What is Trichotillomania
The defining characteristic of the Trichotillomania is the recurrent and compulsive pulling out their hair (DSM IV - R), which produces obvious areas of baldness. Usually, but not always, scalp and face are the primary areas of eradication. Trichotillomania can still affect all parts of the body where there are hairs and hair.

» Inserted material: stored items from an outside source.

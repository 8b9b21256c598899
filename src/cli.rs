use anyhow::{Context, Result, anyhow, bail};
use clap::{ArgAction, Parser};
use std::fs;
use std::io::{self, Read, Write};
use std::path::PathBuf;

#[cfg(feature = "server")]
use areamap::serve::{ServeArgs, run_serve};
use areamap::{Highlight, StudyDocument, render_svg};

#[derive(Debug, Clone, PartialEq, Eq)]
enum InputSource {
    Stdin,
    File(PathBuf),
}

#[derive(Debug, Clone)]
enum OutputDestination {
    Stdout,
    File(PathBuf),
}

#[derive(Debug, Parser)]
#[command(
    name = "areamap",
    about = "Render study area maps to SVG, one layer at a time."
)]
pub struct RenderArgs {
    /// Path to a study document. Use '-' to read from stdin.
    #[arg(short = 'i', long = "input", conflicts_with = "study")]
    input: Option<String>,

    /// Render a study fetched from the study service instead of a file.
    #[arg(short = 's', long = "study")]
    study: Option<String>,

    /// Base URL of the study service (defaults to AREAMAP_API_URL).
    #[arg(long = "api-url", requires = "study")]
    api_url: Option<String>,

    /// Layer to project, by id or name. Defaults to the "All" layer.
    #[arg(short = 'l', long = "layer")]
    layer: Option<String>,

    /// Path to the output file. Use '-' to write to stdout.
    #[arg(short = 'o', long = "output")]
    output: Option<String>,

    /// Background color of the rendered canvas.
    #[arg(short = 'b', long = "background-color", default_value = "white")]
    background_color: String,

    /// Only log warnings and errors.
    #[arg(short = 'q', long = "quiet", action = ArgAction::SetTrue)]
    quiet: bool,
}

fn init_logging(quiet: bool) {
    let default_filter = if quiet { "warn" } else { "info" };
    let _ = env_logger::Builder::from_env(env_logger::Env::default().default_filter_or(default_filter))
        .format_timestamp(None)
        .try_init();
}

#[cfg(feature = "server")]
pub async fn dispatch() -> Result<()> {
    let args: Vec<String> = std::env::args().collect();
    match args.get(1).map(|s| s.as_str()) {
        Some("serve") => {
            let serve_args = ServeArgs::parse_from(
                std::iter::once(args[0].clone()).chain(args.iter().skip(2).cloned()),
            );
            init_logging(false);
            run_serve(serve_args).await
        }
        Some("render") => {
            let render_args = RenderArgs::parse_from(
                std::iter::once(args[0].clone()).chain(args.iter().skip(2).cloned()),
            );
            run_render(render_args).await
        }
        _ => {
            let render_args = RenderArgs::parse_from(args);
            run_render(render_args).await
        }
    }
}

#[cfg(not(feature = "server"))]
pub fn dispatch_sync() -> Result<()> {
    let args: Vec<String> = std::env::args().collect();
    match args.get(1).map(|s| s.as_str()) {
        Some("serve") => Err(anyhow!(
            "'serve' command requires the 'server' feature to be enabled"
        )),
        Some("render") => {
            let render_args = RenderArgs::parse_from(
                std::iter::once(args[0].clone()).chain(args.iter().skip(2).cloned()),
            );
            run_render_sync(render_args)
        }
        _ => {
            let render_args = RenderArgs::parse_from(args);
            run_render_sync(render_args)
        }
    }
}

#[cfg(feature = "server")]
async fn run_render(cli: RenderArgs) -> Result<()> {
    init_logging(cli.quiet);
    let svg = match &cli.study {
        Some(study) => render_remote(&cli, study).await?,
        None => render_local(&cli)?,
    };
    write_output(parse_output(cli.output.as_deref()), svg.as_bytes(), cli.quiet)
}

#[cfg(not(feature = "server"))]
fn run_render_sync(cli: RenderArgs) -> Result<()> {
    init_logging(cli.quiet);
    if cli.study.is_some() {
        bail!("rendering from the study service requires the 'server' feature to be enabled");
    }
    let svg = render_local(&cli)?;
    write_output(parse_output(cli.output.as_deref()), svg.as_bytes(), cli.quiet)
}

fn render_local(cli: &RenderArgs) -> Result<String> {
    let document = match parse_input(cli.input.as_deref())? {
        InputSource::File(path) => StudyDocument::load(&path)?,
        InputSource::Stdin => {
            let mut contents = String::new();
            io::stdin()
                .read_to_string(&mut contents)
                .context("failed to read study from stdin")?;
            StudyDocument::from_json(&contents)?
        }
    };

    let model = document.render_model(cli.layer.as_deref())?;
    log::info!(
        "rendering study '{}' on layer '{}' ({} nodes)",
        document.id,
        model.layer_id,
        model.nodes.len()
    );
    render_svg(&model, &Highlight::None, &cli.background_color)
}

#[cfg(feature = "server")]
async fn render_remote(cli: &RenderArgs, study: &str) -> Result<String> {
    use areamap::{ApiConfig, DiagramController, HttpStudyApi, SvgSurface};

    let mut config = ApiConfig::default();
    if let Some(url) = &cli.api_url {
        config = config.with_base_url(url.clone());
    }
    let api = HttpStudyApi::new(&config)?;
    let controller = DiagramController::new(api, SvgSurface::new(cli.background_color.clone()));
    controller
        .load_study(study)
        .await
        .with_context(|| format!("failed to load study '{study}' from {}", config.base_url))?;

    if let Some(wanted) = &cli.layer {
        let layer_id = controller
            .layers()
            .into_iter()
            .find(|layer| layer.id == *wanted)
            .or_else(|| {
                controller
                    .layers()
                    .into_iter()
                    .find(|layer| layer.name == *wanted)
            })
            .map(|layer| layer.id)
            .ok_or_else(|| anyhow!("study '{study}' has no layer '{wanted}'"))?;
        controller.set_active_layer(&layer_id)?;
    }

    let surface = controller.surface();
    surface
        .svg()
        .map(str::to_string)
        .ok_or_else(|| anyhow!("study '{study}' produced no drawing"))
}

fn parse_input(input: Option<&str>) -> Result<InputSource> {
    match input {
        Some("-") | None => Ok(InputSource::Stdin),
        Some(path_str) => {
            let path = PathBuf::from(path_str);
            if !path.exists() {
                bail!("input file '{path_str}' does not exist");
            }
            Ok(InputSource::File(path))
        }
    }
}

fn parse_output(output: Option<&str>) -> OutputDestination {
    match output {
        Some("-") | None => OutputDestination::Stdout,
        Some(path) => OutputDestination::File(PathBuf::from(path)),
    }
}

fn write_output(dest: OutputDestination, bytes: &[u8], quiet: bool) -> Result<()> {
    match dest {
        OutputDestination::Stdout => {
            let mut stdout = io::stdout();
            stdout.write_all(bytes)?;
            stdout.flush()?;
        }
        OutputDestination::File(path) => {
            fs::write(&path, bytes)
                .with_context(|| format!("failed to write '{}'", path.display()))?;
            if !quiet {
                println!("Rendered map -> {}", path.display());
            }
        }
    }
    Ok(())
}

The areas most usually affected are the scalp, eyebrows and eyelashes. The less frequent include the pubic area, the perirectal region and other areas of the body in general. The person with trichotillomania can use his fingernails, tweezers, pins or other medical instruments. These snags may cause damage to epidermal permanenti.Di usual hair pulling may be preceded by high levels of anxiety and a strong sense of "urgency" in implementing the behavior. The tear is often followed by a sense of pleasure or relief. The action is usually practiced in solitude, often while watching television, while reading, talking on the phone, driving or was in the bathroom. An episode can be triggered by a state of negative mood or to be the answer to a period of stress, but can also occur in a moment of tranquility and relaxation. Sometimes this behavior can be issued on a voluntary basis, but more often it is quite inconsapevole.Le people with trichotillomania try to disguise the hair loss that accompanies the disorder with the use of hats, scarves or false eyelashes. Some even resort to tattoo permanent eyebrows. In severe cases, people with Trichotillomania can get to avoid social situations in an attempt to hide the eyes of other damage caused by pulling compulsivo.Come described above, the obsessive compulsive trichotillomania has characteristics similar to the DOC (OCD), the disorder dimorphism and body control disorders pulses such as pinching the skin (DSM IV - R). For these reasons these diseases are listed in compulsive spectrum disorders.
Treatment
The most effective treatment for trichotillomania is cognitive behavioral therapy. The techniques used are based on the principle that hair pulling and hair is a conditioned response to specific situations and events that the person who implements this behavior is often not aware of these triggers.
therapy addresses the problem in two stages:
1. the person learns how to identify the situations and events that trigger the behavior.
2. the person learns to use alternative behaviors in response to these situations and events.
Other therapeutic techniques may be used to combat noise in combination. The stimulus control and exposure with response prevention .
The first involves the use of specific physical elements such as "blocking agents habits" to prevent the possibility of pulling out.
The second, which is one of the main techniques for the DOC and the disorders of obsessive compulsive disorder, is more effective if the person with trichotillomania is already aware of the triggers of the behavior and has already achieved significant results with ' use of the former technique. Sometimes they can be prescribed, similar to those used for the DOC, in conjunction with cognitive behavioral therapy.
NOTE
is important to note that the above description does not replace a thorough and comprehensive evaluation conducted by an experienced cognitive-behavioral therapy or other mental health professionals. As with DOC, some people with trichotillomania may benefit from drugs and therefore may require assessment psichiatrica.La TCC evaluation made by professionals is essential to distinguish trichotillomania from other medical and psychological conditions. Although medical examinations may be necessary.